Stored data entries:
== == ==

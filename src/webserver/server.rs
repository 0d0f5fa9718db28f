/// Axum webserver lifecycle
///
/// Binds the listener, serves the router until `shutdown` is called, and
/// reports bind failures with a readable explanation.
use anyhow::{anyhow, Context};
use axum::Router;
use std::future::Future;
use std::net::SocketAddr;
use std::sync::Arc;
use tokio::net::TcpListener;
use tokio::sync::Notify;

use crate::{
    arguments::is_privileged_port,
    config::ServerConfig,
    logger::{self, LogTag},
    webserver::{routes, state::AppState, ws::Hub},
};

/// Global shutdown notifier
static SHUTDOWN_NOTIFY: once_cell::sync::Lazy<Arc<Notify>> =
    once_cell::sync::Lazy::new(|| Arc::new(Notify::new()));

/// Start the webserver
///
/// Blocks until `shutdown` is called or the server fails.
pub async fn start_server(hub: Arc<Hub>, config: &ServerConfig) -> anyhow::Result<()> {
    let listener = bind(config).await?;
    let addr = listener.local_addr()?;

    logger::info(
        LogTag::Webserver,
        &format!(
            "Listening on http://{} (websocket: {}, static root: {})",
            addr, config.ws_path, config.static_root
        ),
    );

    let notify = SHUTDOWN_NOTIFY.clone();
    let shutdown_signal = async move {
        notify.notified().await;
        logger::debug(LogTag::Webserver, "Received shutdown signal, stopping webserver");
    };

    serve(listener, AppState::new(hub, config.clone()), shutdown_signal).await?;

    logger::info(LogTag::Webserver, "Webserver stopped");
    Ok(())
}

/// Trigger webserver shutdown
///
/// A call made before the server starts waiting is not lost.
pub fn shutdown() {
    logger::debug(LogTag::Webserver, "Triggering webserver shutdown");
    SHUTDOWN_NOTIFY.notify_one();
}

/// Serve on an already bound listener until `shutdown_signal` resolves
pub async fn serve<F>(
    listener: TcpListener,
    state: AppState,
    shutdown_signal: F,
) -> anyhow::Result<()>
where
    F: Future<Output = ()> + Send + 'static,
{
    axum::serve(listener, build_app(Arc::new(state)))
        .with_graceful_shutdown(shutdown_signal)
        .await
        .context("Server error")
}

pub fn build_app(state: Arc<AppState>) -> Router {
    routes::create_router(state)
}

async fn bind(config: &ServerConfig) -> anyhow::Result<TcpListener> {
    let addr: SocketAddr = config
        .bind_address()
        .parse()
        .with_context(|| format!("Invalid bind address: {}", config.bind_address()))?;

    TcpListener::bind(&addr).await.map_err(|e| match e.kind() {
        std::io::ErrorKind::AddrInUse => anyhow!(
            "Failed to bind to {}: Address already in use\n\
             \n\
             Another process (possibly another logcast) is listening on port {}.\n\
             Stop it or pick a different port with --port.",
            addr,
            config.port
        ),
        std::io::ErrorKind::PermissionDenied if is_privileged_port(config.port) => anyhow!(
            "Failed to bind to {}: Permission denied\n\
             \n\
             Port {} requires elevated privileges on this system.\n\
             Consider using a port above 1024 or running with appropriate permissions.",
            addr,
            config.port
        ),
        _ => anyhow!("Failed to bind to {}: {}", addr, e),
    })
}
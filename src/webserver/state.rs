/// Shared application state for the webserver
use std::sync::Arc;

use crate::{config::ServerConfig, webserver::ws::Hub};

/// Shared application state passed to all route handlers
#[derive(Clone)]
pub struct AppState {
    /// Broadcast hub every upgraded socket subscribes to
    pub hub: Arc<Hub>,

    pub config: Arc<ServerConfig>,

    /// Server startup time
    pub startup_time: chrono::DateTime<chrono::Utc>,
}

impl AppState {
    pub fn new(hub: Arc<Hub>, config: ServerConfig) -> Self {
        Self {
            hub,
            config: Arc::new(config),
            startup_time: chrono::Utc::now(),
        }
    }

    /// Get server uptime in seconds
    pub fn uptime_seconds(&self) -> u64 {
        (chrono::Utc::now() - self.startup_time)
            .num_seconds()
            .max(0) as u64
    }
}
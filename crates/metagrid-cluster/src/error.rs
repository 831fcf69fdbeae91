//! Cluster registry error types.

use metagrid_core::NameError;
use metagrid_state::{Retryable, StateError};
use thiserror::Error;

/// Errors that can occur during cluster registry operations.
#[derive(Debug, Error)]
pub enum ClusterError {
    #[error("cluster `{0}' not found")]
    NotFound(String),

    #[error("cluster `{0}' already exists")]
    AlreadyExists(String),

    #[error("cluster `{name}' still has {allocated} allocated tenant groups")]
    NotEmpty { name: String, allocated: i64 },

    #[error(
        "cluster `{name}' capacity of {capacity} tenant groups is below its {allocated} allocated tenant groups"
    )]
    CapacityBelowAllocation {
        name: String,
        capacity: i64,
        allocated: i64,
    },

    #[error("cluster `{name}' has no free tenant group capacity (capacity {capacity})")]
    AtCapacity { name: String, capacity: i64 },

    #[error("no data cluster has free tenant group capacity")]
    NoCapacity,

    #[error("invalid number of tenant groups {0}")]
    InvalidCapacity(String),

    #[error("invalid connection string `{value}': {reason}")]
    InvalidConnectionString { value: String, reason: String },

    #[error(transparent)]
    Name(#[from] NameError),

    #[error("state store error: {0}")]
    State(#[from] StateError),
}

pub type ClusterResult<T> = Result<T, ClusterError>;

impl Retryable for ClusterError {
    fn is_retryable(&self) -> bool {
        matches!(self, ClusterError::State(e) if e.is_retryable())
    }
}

== == ==

Instructions for the task: Work out the number of lines above that include the string "Failed" and write only that number.

Exercise answer: 3